## PROBLEM STATEMENT
In the records below, find the line containing "but never removed." and the line containing "pub fn add_work_grid(&mut"; please repeat exactly the lines from one to the other, both included, and nothing more.

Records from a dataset
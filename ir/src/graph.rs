//! Arena-indexed region graph.
//!
//! Nodes live in a flat arena and reference each other by [`NodeId`]. Data
//! operands are stored inside [`Op`] variants; the range↔offset/stride
//! relationship is a separate, typed association table so that structural
//! edges never masquerade as dataflow. Once a range's offset or stride is
//! associated it cannot be rebound.

use std::collections::HashMap;

use smallvec::SmallVec;
use squall_dtype::{AddrSpace, DType, ScalarDType};

use crate::error::{Error, RegionDefect, Result};
use crate::op::Op;
use crate::types::{AxisKind, BinaryOp, ConstValue, EdgeKind, SpecialKind, UnaryOp};

/// Index of a node in a [`RegionGraph`] arena.
#[derive(Debug, Clone, Copy, PartialEq, Eq, Hash, PartialOrd, Ord)]
pub struct NodeId(u32);

impl NodeId {
    pub fn index(self) -> usize {
        self.0 as usize
    }
}

impl std::fmt::Display for NodeId {
    fn fmt(&self, f: &mut std::fmt::Formatter<'_>) -> std::fmt::Result {
        write!(f, "n{}", self.0)
    }
}

/// A single node: operation plus result dtype.
#[derive(Debug, Clone, PartialEq)]
pub struct Node {
    op: Op,
    dtype: DType,
}

impl Node {
    pub fn op(&self) -> &Op {
        &self.op
    }

    pub fn dtype(&self) -> &DType {
        &self.dtype
    }
}

/// Kernel parameter descriptor, in declaration order.
#[derive(Debug, Clone, Copy, PartialEq, Eq, Hash)]
pub enum ParamKind {
    Buffer(ScalarDType),
    Scalar(ScalarDType),
}

/// Association links of one range node. Write-once per slot.
#[derive(Debug, Clone, Copy, Default)]
struct RangeLinks {
    offset: Option<NodeId>,
    stride: Option<NodeId>,
}

/// A parallel-region computation graph for one kernel.
///
/// Mutable while being built; frozen by convention once handed to a task
/// graph (the runtime shares it behind an `Arc` and never mutates).
#[derive(Debug, Clone)]
pub struct RegionGraph {
    name: String,
    nodes: Vec<Node>,
    links: HashMap<NodeId, RangeLinks>,
    params: Vec<ParamKind>,
    sink: Option<NodeId>,
    global_axes: usize,
    local_axes: usize,
    serial_axes: usize,
}
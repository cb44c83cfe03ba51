//! Work-grid model and grid scheduling.
//!
//! A [`WorkGrid`] describes the iteration space of one kernel dispatch:
//! global size per dimension plus an optional local (group) size. Grids stay
//! mutable until the execution that uses them launches; local/global
//! compatibility is checked at dispatch, not at set time, so sizes can be
//! staged in any order.

use std::collections::HashMap;

use crate::error::{Error, Result};

/// Global/local iteration-space descriptor for one kernel dispatch (1-3D).
#[derive(Debug, Clone, Copy, PartialEq, Eq)]
pub struct WorkGrid {
    dims: usize,
    global: [usize; 3],
    local: Option<[usize; 3]>,
}

impl WorkGrid {
    /// One-dimensional grid of `x` work-items.
    pub fn d1(x: usize) -> Self {
        Self { dims: 1, global: [x, 1, 1], local: None }
    }

    /// Two-dimensional grid.
    pub fn d2(x: usize, y: usize) -> Self {
        Self { dims: 2, global: [x, y, 1], local: None }
    }

    /// Three-dimensional grid.
    pub fn d3(x: usize, y: usize, z: usize) -> Self {
        Self { dims: 3, global: [x, y, z], local: None }
    }

    pub fn dimensions(&self) -> usize {
        self.dims
    }

    pub fn global_work(&self) -> [usize; 3] {
        self.global
    }

    /// Explicit local size, if one was staged.
    pub fn local_work(&self) -> Option<[usize; 3]> {
        self.local
    }

    pub fn set_global_work(&mut self, x: usize, y: usize, z: usize) {
        self.global = [x, y, z];
    }

    pub fn set_local_work(&mut self, x: usize, y: usize, z: usize) {
        self.local = Some([x, y, z]);
    }

    /// Drop the staged local size; the backend picks one at dispatch.
    pub fn clear_local_work(&mut self) {
        self.local = None;
    }

    /// Effective group size: the staged local size, or the whole global
    /// extent when none was staged (backend default: one group).
    pub fn effective_local(&self) -> [usize; 3] {
        self.local.unwrap_or(self.global)
    }

    /// Groups per dimension under the effective local size.
    pub fn num_groups(&self) -> [usize; 3] {
        let local = self.effective_local();
        [self.global[0] / local[0].max(1), self.global[1] / local[1].max(1), self.global[2] / local[2].max(1)]
    }

    pub fn total_items(&self) -> usize {
        self.global.iter().product()
    }

    /// Dispatch-time validation: a staged local size must be nonzero, divide
    /// the global size per dimension, and fit the target's group limit.
    pub fn validate(&self, task: &str, max_local_size: usize) -> Result<()> {
        let Some(local) = self.local else {
            return Ok(());
        };
        let divides = local.iter().zip(self.global).all(|(l, g)| *l != 0 && g % l == 0);
        if !divides || local.iter().product::<usize>() > max_local_size {
            return Err(Error::GridMismatch { task: task.to_owned(), global: self.global, local });
        }
        Ok(())
    }
}

/// Maps task-qualified names (`<graph>.<task>`) to work grids.
///
/// Scheduler lifetime is scoped to one execution invocation; entries can be
/// inserted or overwritten but never removed.
#[derive(Debug, Clone, Default)]
pub struct GridScheduler {
    grids: HashMap<String, WorkGrid>,
}

impl GridScheduler {
    pub fn new() -> Self {
        Self::default()
    }

    /// Insert or overwrite the grid for a qualified task name.
    pub fn add_work_grid(&mut self, name: impl Into<String>, grid: WorkGrid) {
        self.grids.insert(name.into(), grid);
    }

    pub fn get(&self, name: &str) -> Option<&WorkGrid> {
        self.grids.get(name)
    }

    /// Staged mutation of a registered grid before launch.
    pub fn work_grid_mut(&mut self, name: &str) -> Option<&mut WorkGrid> {
        self.grids.get_mut(name)
    }

    /// Grid for a task, falling back to a default one-dimensional grid sized
    /// to the task's primary data extent.
    pub fn resolve(&self, name: &str, default_extent: usize) -> WorkGrid {
        self.grids.get(name).copied().unwrap_or_else(|| WorkGrid::d1(default_extent))
    }

    pub fn len(&self) -> usize {
        self.grids.len()
    }

    pub fn is_empty(&self) -> bool {
        self.grids.is_empty()
    }
}
//! Error types for code generation.

use snafu::Snafu;

pub type Result<T, E = Error> = std::result::Result<T, E>;

/// Errors that can occur while lowering a region graph.
#[derive(Debug, Clone, PartialEq, Snafu)]
#[snafu(visibility(pub))]
pub enum Error {
    /// Structural error reported by the IR layer.
    #[snafu(display("IR error: {source}"))]
    Ir { source: squall_ir::Error },

    /// Region graph cannot be linearized.
    #[snafu(display("invalid region graph: {reason}"))]
    InvalidGraph { reason: String },

    /// Node dtype unusable at this point of the lowering.
    #[snafu(display("type error: {reason}"))]
    TypeError { reason: String },

    /// The target does not implement the requested intrinsic, and implicit
    /// scalar fallback is never taken.
    #[snafu(display("unsupported intrinsic `{intrinsic}` on this target"))]
    UnsupportedIntrinsic { intrinsic: &'static str },
}

impl From<squall_ir::Error> for Error {
    fn from(source: squall_ir::Error) -> Self {
        Self::Ir { source }
    }
}
//! End-to-end packed dot-accumulate execution.

use std::sync::Arc;

use squall_device::{DeviceArray, Target};
use squall_dtype::ScalarDType;
use squall_ir::{ConstValue, RegionGraph};

use crate::devices::virt::VirtualDevice;
use crate::error::Error;
use crate::graph::{TaskArg, TaskGraph, TransferMode};
use crate::grid::{GridScheduler, WorkGrid};
use crate::plan::ExecutionPlan;

/// `out[0] = acc + dot(a[off_a..off_a+4], b[off_b..off_b+4])`
fn dp4a_kernel(off_a: i64, off_b: i64, acc: i64) -> Arc<RegionGraph> {
    let mut g = RegionGraph::new("dotpack");
    let a = g.buffer_param(ScalarDType::Int8);
    let b = g.buffer_param(ScalarDType::Int8);
    let out = g.buffer_param(ScalarDType::Int32);
    let oa = g.constant(ScalarDType::Int32, ConstValue::Int(off_a));
    let ob = g.constant(ScalarDType::Int32, ConstValue::Int(off_b));
    let seed = g.constant(ScalarDType::Int32, ConstValue::Int(acc));
    let dot = g.dp4a(a, oa, b, ob, seed).unwrap();
    let zero = g.index_const(0);
    let st = g.store(out, zero, dot).unwrap();
    g.sink(&[st]);
    Arc::new(g)
}

#[test]
fn computes_the_packed_dot_product() {
    let a = DeviceArray::from_slice(&[1i8, 2, 3, 4, 5, 6, 7, 8]);
    let b = DeviceArray::from_slice(&[1i8, 1, 1, 1, 2, 2, 2, 2]);
    let out = DeviceArray::zeroed::<i32>(1);

    let kernel = dp4a_kernel(4, 0, 10);
    let mut graph = TaskGraph::new("s0");
    graph
        .transfer_to_device(TransferMode::EveryExecution, &[a.clone(), b.clone()])
        .task("t0", &kernel, vec![TaskArg::Array(a), TaskArg::Array(b), TaskArg::Array(out.clone())])
        .unwrap()
        .transfer_to_host(TransferMode::EveryExecution, &[out.clone()]);

    let mut scheduler = GridScheduler::new();
    scheduler.add_work_grid("s0.t0", WorkGrid::d1(1));
    let mut plan = ExecutionPlan::new(graph.snapshot()).with_grid_scheduler(scheduler);
    plan.execute().unwrap();

    // a[4..8] = [5,6,7,8] dotted with b[0..4] = [1,1,1,1], plus the seed 10.
    assert_eq!(out.get::<i32>(0).unwrap(), 36);
}

#[test]
fn result_is_invariant_under_header_size() {
    // The header constant shifts every computed address by the same delta on
    // both the transfer and the addressing side, so the result is unchanged.
    for header in [8u64, 24, 64] {
        let a = DeviceArray::from_slice(&[10i8, -2, 3, 0, 1, 1, 1, 1]);
        let b = DeviceArray::from_slice(&[3i8, 5, -1, 9, 1, 1, 1, 1]);
        let out = DeviceArray::zeroed::<i32>(1);

        let kernel = dp4a_kernel(0, 0, 0);
        let mut graph = TaskGraph::new("s0");
        graph
            .transfer_to_device(TransferMode::EveryExecution, &[a.clone(), b.clone()])
            .task("t0", &kernel, vec![TaskArg::Array(a), TaskArg::Array(b), TaskArg::Array(out.clone())])
            .unwrap()
            .transfer_to_host(TransferMode::EveryExecution, &[out.clone()]);

        let device = Arc::new(VirtualDevice::new(Target::builder().array_header_bytes(header).build()));
        let mut scheduler = GridScheduler::new();
        scheduler.add_work_grid("s0.t0", WorkGrid::d1(1));
        let mut plan =
            ExecutionPlan::new(graph.snapshot()).with_grid_scheduler(scheduler).with_device(device);
        plan.execute().unwrap();

        // 10*3 + (-2)*5 + 3*(-1) + 0*9 = 17
        assert_eq!(out.get::<i32>(0).unwrap(), 17);
    }
}

#[test]
fn unsupported_target_fails_compilation() {
    let a = DeviceArray::from_slice(&[0i8; 4]);
    let b = DeviceArray::from_slice(&[0i8; 4]);
    let out = DeviceArray::zeroed::<i32>(1);

    let kernel = dp4a_kernel(0, 0, 0);
    let mut graph = TaskGraph::new("s0");
    graph
        .task("t0", &kernel, vec![TaskArg::Array(a), TaskArg::Array(b), TaskArg::Array(out)])
        .unwrap();

    let device = Arc::new(VirtualDevice::new(Target::builder().supports_dp4a(false).build()));
    let mut plan = ExecutionPlan::new(graph.snapshot()).with_device(device);
    let err = plan.execute().unwrap_err();
    assert!(matches!(
        err,
        Error::Codegen { source: squall_codegen::Error::UnsupportedIntrinsic { intrinsic: "dp4a" } }
    ));
}
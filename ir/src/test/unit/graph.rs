//! Region-graph construction and traversal tests.

use squall_dtype::ScalarDType;

use crate::{AxisKind, BinaryOp, ConstValue, EdgeKind, Op, RegionGraph, SpecialKind};

#[test]
fn range_association_edges_are_typed() {
    let mut g = RegionGraph::new("k");
    let offset = g.index_const(0);
    let stride = g.index_const(1);
    let bound = g.index_const(16);
    let range = g.range(AxisKind::Serial, offset, stride, bound).unwrap();

    let edges = g.edges(range);
    assert_eq!(edges.len(), 3);
    assert_eq!(edges[0], (EdgeKind::Data, bound));
    assert!(matches!(edges[1], (EdgeKind::OffsetAssociation, _)));
    assert!(matches!(edges[2], (EdgeKind::StrideAssociation, _)));

    // Wrapper nodes reference the original values.
    assert_eq!(g.offset_value(range), Some(offset));
    assert_eq!(g.stride_value(range), Some(stride));
}

#[test]
fn axis_ids_count_per_kind() {
    let mut g = RegionGraph::new("k");
    let one = g.index_const(1);
    let zero = g.index_const(0);
    let bound = g.index_const(8);

    let g0 = g.range(AxisKind::Global, zero, one, bound).unwrap();
    let g1 = g.range(AxisKind::Global, zero, one, bound).unwrap();
    let s0 = g.range(AxisKind::Serial, zero, one, bound).unwrap();

    let axis = |id| match g.op(id) {
        Op::Range { axis_id, .. } => *axis_id,
        _ => unreachable!(),
    };
    assert_eq!(axis(g0), 0);
    assert_eq!(axis(g1), 1);
    assert_eq!(axis(s0), 0);
    assert_eq!(g.axis_count(AxisKind::Global), 2);
    assert_eq!(g.axis_count(AxisKind::Serial), 1);
}

#[test]
fn toposort_orders_dependencies_first() {
    let mut g = RegionGraph::new("k");
    let buf = g.buffer_param(ScalarDType::Float32);
    let idx = g.special(SpecialKind::GlobalId, 0);
    let value = g.load(buf, idx).unwrap();
    let doubled = g.binary(BinaryOp::Add, value, value).unwrap();
    let store = g.store(buf, idx, doubled).unwrap();
    g.sink(&[store]);

    let order = g.toposort();
    let pos = |id| order.iter().position(|n| *n == id).unwrap();
    assert!(pos(buf) < pos(value));
    assert!(pos(idx) < pos(value));
    assert!(pos(value) < pos(doubled));
    assert!(pos(doubled) < pos(store));
    assert_eq!(order.len(), g.len());
}

#[test]
fn shared_value_node_between_ranges() {
    // The wrapped scalar may be shared; the wrappers themselves are per-range.
    let mut g = RegionGraph::new("k");
    let one = g.index_const(1);
    let zero = g.index_const(0);
    let bound = g.index_const(4);

    let r0 = g.range(AxisKind::Serial, zero, one, bound).unwrap();
    let r1 = g.range(AxisKind::Serial, zero, one, bound).unwrap();

    assert_eq!(g.stride_value(r0), Some(one));
    assert_eq!(g.stride_value(r1), Some(one));
    assert_ne!(g.stride_of(r0), g.stride_of(r1));
}

#[test]
fn params_recorded_in_declaration_order() {
    use crate::ParamKind;

    let mut g = RegionGraph::new("k");
    g.buffer_param(ScalarDType::Int8);
    g.scalar_param(ScalarDType::Int64);
    g.buffer_param(ScalarDType::Float32);

    assert_eq!(
        g.params(),
        &[
            ParamKind::Buffer(ScalarDType::Int8),
            ParamKind::Scalar(ScalarDType::Int64),
            ParamKind::Buffer(ScalarDType::Float32),
        ]
    );
}

#[test]
fn constant_helpers() {
    let mut g = RegionGraph::new("k");
    let c = g.constant(ScalarDType::Float32, ConstValue::Float(2.5));
    assert!(matches!(g.op(c), Op::Const(ConstValue::Float(v)) if *v == 2.5));

    let i = g.index_const(7);
    assert_eq!(*g.dtype(i), crate::DType::index());
}
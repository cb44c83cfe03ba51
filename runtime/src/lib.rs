//! Task-graph execution runtime for squall kernels.
//!
//! Ties the pieces together: application code builds a [`graph::TaskGraph`]
//! of transfer and task steps, freezes it with
//! [`graph::TaskGraph::snapshot`], and wraps the snapshot in a
//! [`plan::ExecutionPlan`] together with a [`grid::GridScheduler`]. The plan
//! compiles each task's region graph through the shared
//! [`kernel_cache::KernelCache`] and dispatches it on the in-process
//! [`devices::virt::VirtualDevice`].
//!
//! ```ignore
//! let mut graph = TaskGraph::new("s0");
//! graph
//!     .transfer_to_device(TransferMode::EveryExecution, &[input.clone()])
//!     .task("t0", &kernel, vec![TaskArg::Array(input), TaskArg::Array(output.clone())])?
//!     .transfer_to_host(TransferMode::EveryExecution, &[output]);
//!
//! let mut plan = ExecutionPlan::new(graph.snapshot()).with_grid_scheduler(scheduler);
//! plan.execute()?;
//! ```

pub mod devices;
pub mod error;
pub mod graph;
pub mod grid;
pub mod kernel_cache;
pub mod plan;

#[cfg(test)]
pub mod test;

pub use devices::virt::{LaunchArg, VirtualDevice};
pub use error::{Error, Result};
pub use graph::{ImmutableTaskGraph, Step, TaskArg, TaskGraph, TransferMode};
pub use grid::{GridScheduler, WorkGrid};
pub use kernel_cache::{ArgSig, KernelCache, Signature, signature_of};
pub use plan::{ExecutionPlan, ExecutionResult, ExecutionStats, PlanState};

// Re-export the pieces application code needs to build kernels.
pub use squall_device::{DeviceArray, Target};
pub use squall_ir::{AxisKind, BinaryOp, ConstValue, RegionGraph, SpecialKind};
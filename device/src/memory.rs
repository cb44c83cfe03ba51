//! Virtual device memory pool.
//!
//! Allocations live in one flat virtual address space so that lowered address
//! arithmetic (`base + header + offset`) resolves to real bytes. The pool is
//! behind a single lock: the host side stages transfers through short
//! `write`/`read` calls, a kernel dispatch takes the lock for its duration
//! (one queue, operations on it are ordered).

use std::collections::BTreeMap;

use parking_lot::Mutex;

use crate::error::{Error, Result};

/// Handle to one device allocation. The value is the allocation's base
/// address in the device's virtual address space.
#[derive(Debug, Clone, Copy, PartialEq, Eq, Hash, PartialOrd, Ord)]
pub struct BufferId(pub u64);

impl BufferId {
    pub fn base(self) -> u64 {
        self.0
    }
}

/// Allocation granularity; keeps distinct buffers from sharing cache lines
/// and makes bases recognizable in traces.
const ALLOC_ALIGN: u64 = 256;

/// First allocation base. Address zero stays unmapped.
const BASE_ADDR: u64 = 0x1000;

#[derive(Debug, Default)]
pub struct MemoryPool {
    allocations: BTreeMap<u64, Box<[u8]>>,
    next_base: u64,
}

impl MemoryPool {
    fn allocation(&self, addr: u64) -> Result<(u64, &[u8])> {
        match self.allocations.range(..=addr).next_back() {
            Some((base, buf)) if addr - base < buf.len() as u64 => Ok((*base, buf)),
            _ => Err(Error::InvalidAddress { addr }),
        }
    }

    /// Resolve a virtual address range to a byte slice.
    pub fn resolve(&self, addr: u64, len: usize) -> Result<&[u8]> {
        let (base, buf) = self.allocation(addr)?;
        let offset = (addr - base) as usize;
        if offset + len > buf.len() {
            return Err(Error::OutOfBounds { addr, len, size: buf.len() });
        }
        Ok(&buf[offset..offset + len])
    }

    /// Resolve a virtual address range to a mutable byte slice.
    pub fn resolve_mut(&mut self, addr: u64, len: usize) -> Result<&mut [u8]> {
        let (base, size) = {
            let (base, buf) = self.allocation(addr)?;
            (base, buf.len())
        };
        let offset = (addr - base) as usize;
        if offset + len > size {
            return Err(Error::OutOfBounds { addr, len, size });
        }
        let buf = self.allocations.get_mut(&base).expect("resolved above");
        Ok(&mut buf[offset..offset + len])
    }
}

/// Device memory: a locked [`MemoryPool`] plus allocation bookkeeping.
#[derive(Debug, Default)]
pub struct DeviceMemory {
    pool: Mutex<MemoryPool>,
}

impl DeviceMemory {
    pub fn new() -> Self {
        Self::default()
    }

    /// Allocate a zero-filled buffer and return its handle.
    pub fn alloc(&self, bytes: usize) -> BufferId {
        let mut pool = self.pool.lock();
        if pool.next_base == 0 {
            pool.next_base = BASE_ADDR;
        }
        let base = pool.next_base;
        pool.next_base = base + (bytes as u64).max(1).next_multiple_of(ALLOC_ALIGN);
        pool.allocations.insert(base, vec![0u8; bytes].into_boxed_slice());
        tracing::trace!(base = %format_args!("{base:#x}"), bytes, "device alloc");
        BufferId(base)
    }

    pub fn free(&self, id: BufferId) -> Result<()> {
        match self.pool.lock().allocations.remove(&id.0) {
            Some(_) => Ok(()),
            None => Err(Error::InvalidAddress { addr: id.0 }),
        }
    }

    /// Copy host bytes into an allocation at a byte offset.
    pub fn write(&self, id: BufferId, offset: u64, data: &[u8]) -> Result<()> {
        let mut pool = self.pool.lock();
        pool.resolve_mut(id.0 + offset, data.len())?.copy_from_slice(data);
        Ok(())
    }

    /// Copy device bytes out of an allocation at a byte offset.
    pub fn read(&self, id: BufferId, offset: u64, out: &mut [u8]) -> Result<()> {
        let pool = self.pool.lock();
        out.copy_from_slice(pool.resolve(id.0 + offset, out.len())?);
        Ok(())
    }

    /// Run `f` with exclusive access to the pool (kernel dispatch).
    pub fn run<R>(&self, f: impl FnOnce(&mut MemoryPool) -> R) -> R {
        f(&mut self.pool.lock())
    }

    /// Number of live allocations.
    pub fn allocation_count(&self) -> usize {
        self.pool.lock().allocations.len()
    }
}
//! Compiled-kernel cache.
//!
//! Maps (qualified task name, argument shape signature, device) to compiled
//! programs. The cache is an explicit object shared by reference between
//! execution plans — there is no ambient global.
//!
//! # Concurrency discipline
//!
//! The outer map is lock-free; each entry holds a once-cell. The first
//! compiler to claim a cell populates it while concurrent identical requests
//! block on the cell and then reuse the result, so a kernel is never compiled
//! twice for one key. A failed population leaves the cell empty: the
//! offending task's compilation aborts without corrupting other entries, and
//! a later attempt may retry.

use std::sync::Arc;

use once_cell::sync::OnceCell;
use papaya::HashMap;

use squall_codegen::KernelProgram;
use squall_dtype::{DeviceSpec, ScalarDType};

use crate::graph::TaskArg;

/// Shape component of one bound argument.
#[derive(Debug, Clone, PartialEq, Eq, Hash)]
pub enum ArgSig {
    Buffer { dtype: ScalarDType, len: usize },
    Scalar { dtype: ScalarDType },
}

/// Argument shape signature of one task invocation.
///
/// Invalidation is purely shape-based: scalar values do not participate, so
/// value-dependent specialization never forces a recompile.
pub type Signature = Vec<ArgSig>;

/// Build the shape signature of a bound argument list.
pub fn signature_of(args: &[TaskArg]) -> Signature {
    args.iter()
        .map(|arg| match arg {
            TaskArg::Array(array) => ArgSig::Buffer { dtype: array.dtype(), len: array.len() },
            TaskArg::Scalar(_) => ArgSig::Scalar { dtype: ScalarDType::Int64 },
        })
        .collect()
}

type Key = (String, Signature, DeviceSpec);
type Cell = Arc<OnceCell<Arc<KernelProgram>>>;

/// Concurrent compiled-kernel cache. Single writer per key.
#[derive(Default)]
pub struct KernelCache {
    kernels: HashMap<Key, Cell>,
}

impl std::fmt::Debug for KernelCache {
    fn fmt(&self, f: &mut std::fmt::Formatter<'_>) -> std::fmt::Result {
        f.debug_struct("KernelCache").field("entries", &self.len()).finish()
    }
}

impl KernelCache {
    pub fn new() -> Self {
        Self::default()
    }

    /// Look up or compile the kernel for one (task, signature, device) key.
    ///
    /// `compile` runs at most once per key across all threads; losers of the
    /// insertion race block until the winner finishes and share its program.
    pub fn get_or_compile<F>(
        &self,
        name: &str,
        signature: Signature,
        device: DeviceSpec,
        compile: F,
    ) -> Result<Arc<KernelProgram>, squall_codegen::Error>
    where
        F: FnOnce() -> Result<KernelProgram, squall_codegen::Error>,
    {
        let key = (name.to_owned(), signature, device);
        let guard = self.kernels.guard();

        let cell: Cell = match self.kernels.get(&key, &guard) {
            Some(cell) => Arc::clone(cell),
            None => {
                let fresh: Cell = Arc::new(OnceCell::new());
                use papaya::{Compute, Operation};
                match self.kernels.compute(
                    key,
                    |entry| match entry {
                        Some((_, existing)) => Operation::Abort(Arc::clone(existing)),
                        None => Operation::Insert(Arc::clone(&fresh)),
                    },
                    &guard,
                ) {
                    Compute::Inserted(_, cell) => Arc::clone(cell),
                    Compute::Aborted(cell) => cell,
                    _ => fresh,
                }
            }
        };

        cell.get_or_try_init(|| compile().map(Arc::new)).map(Arc::clone)
    }

    /// Number of populated or claimed entries.
    pub fn len(&self) -> usize {
        self.kernels.pin().len()
    }

    pub fn is_empty(&self) -> bool {
        self.kernels.pin().is_empty()
    }

    /// Drop all cached kernels (test isolation).
    pub fn clear(&self) {
        self.kernels.pin().clear();
    }
}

## ANSWER BELOW
/// inserted or overwritten but never removed.
#[derive(Debug, Clone, Default)]
pub struct GridScheduler {
    grids: HashMap<String, WorkGrid>,
}

impl GridScheduler {
    pub fn new() -> Self {
        Self::default()
    }

    /// Insert or overwrite the grid for a qualified task name.
    pub fn add_work_grid(&mut self, name: impl Into<String>, grid: WorkGrid) {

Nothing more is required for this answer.